:: Given records ::
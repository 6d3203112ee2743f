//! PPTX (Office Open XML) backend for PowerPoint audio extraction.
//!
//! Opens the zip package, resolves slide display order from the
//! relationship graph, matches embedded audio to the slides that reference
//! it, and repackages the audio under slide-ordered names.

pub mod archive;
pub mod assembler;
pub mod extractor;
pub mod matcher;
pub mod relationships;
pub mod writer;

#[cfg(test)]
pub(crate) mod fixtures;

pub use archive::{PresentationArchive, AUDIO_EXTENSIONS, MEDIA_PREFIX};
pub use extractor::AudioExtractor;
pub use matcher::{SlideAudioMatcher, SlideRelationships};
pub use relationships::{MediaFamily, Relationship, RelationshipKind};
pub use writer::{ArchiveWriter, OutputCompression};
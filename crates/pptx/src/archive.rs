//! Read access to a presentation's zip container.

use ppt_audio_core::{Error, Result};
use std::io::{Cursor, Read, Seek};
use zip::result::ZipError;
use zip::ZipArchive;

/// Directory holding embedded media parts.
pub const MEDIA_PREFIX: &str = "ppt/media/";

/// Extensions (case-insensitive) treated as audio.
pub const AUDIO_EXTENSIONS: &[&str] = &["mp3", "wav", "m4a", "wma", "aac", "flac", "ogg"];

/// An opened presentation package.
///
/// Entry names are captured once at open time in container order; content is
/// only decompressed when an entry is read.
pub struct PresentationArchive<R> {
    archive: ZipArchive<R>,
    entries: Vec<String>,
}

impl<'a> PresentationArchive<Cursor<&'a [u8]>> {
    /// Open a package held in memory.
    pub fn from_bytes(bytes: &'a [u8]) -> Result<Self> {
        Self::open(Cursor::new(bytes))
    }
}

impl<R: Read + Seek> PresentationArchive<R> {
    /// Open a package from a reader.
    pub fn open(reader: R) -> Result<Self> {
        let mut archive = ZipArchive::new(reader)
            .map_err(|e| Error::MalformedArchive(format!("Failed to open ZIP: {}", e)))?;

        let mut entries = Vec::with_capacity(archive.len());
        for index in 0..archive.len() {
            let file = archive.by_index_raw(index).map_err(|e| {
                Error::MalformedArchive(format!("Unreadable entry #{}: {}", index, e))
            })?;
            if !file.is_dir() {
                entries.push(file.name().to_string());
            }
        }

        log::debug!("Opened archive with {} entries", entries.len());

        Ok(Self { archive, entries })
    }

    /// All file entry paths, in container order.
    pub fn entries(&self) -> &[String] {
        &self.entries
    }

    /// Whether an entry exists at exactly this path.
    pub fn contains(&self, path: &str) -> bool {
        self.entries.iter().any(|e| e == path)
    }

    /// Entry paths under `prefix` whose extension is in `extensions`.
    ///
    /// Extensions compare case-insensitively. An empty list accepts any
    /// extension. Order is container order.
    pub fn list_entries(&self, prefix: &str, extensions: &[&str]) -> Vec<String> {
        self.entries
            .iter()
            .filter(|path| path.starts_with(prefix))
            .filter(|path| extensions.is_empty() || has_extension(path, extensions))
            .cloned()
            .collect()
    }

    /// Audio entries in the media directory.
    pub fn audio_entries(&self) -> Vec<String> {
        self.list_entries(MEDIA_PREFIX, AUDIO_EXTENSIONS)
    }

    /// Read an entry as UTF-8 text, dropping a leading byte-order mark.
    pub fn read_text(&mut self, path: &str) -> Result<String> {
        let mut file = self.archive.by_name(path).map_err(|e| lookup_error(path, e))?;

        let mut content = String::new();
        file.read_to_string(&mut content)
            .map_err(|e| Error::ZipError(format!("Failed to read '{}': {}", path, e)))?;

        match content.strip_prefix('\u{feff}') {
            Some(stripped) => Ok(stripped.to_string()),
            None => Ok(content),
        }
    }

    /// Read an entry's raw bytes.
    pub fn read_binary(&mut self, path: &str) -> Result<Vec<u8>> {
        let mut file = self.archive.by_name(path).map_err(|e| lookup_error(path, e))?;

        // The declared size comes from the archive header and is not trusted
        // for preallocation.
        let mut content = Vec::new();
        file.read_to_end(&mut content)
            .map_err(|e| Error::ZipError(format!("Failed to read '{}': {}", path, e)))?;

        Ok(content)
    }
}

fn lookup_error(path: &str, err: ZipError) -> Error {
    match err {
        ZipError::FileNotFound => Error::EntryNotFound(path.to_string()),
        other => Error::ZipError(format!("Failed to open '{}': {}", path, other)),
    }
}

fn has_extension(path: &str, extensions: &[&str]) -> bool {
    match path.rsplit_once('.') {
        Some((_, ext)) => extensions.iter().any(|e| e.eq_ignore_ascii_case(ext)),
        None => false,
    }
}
:::
• **Problem to solve**
What lines in the entries above hold "impl"? Copy every one.

• **Exercise output**
impl<'a> PresentationArchive<Cursor<&'a [u8]>> {
impl<R: Read + Seek> PresentationArchive<R> {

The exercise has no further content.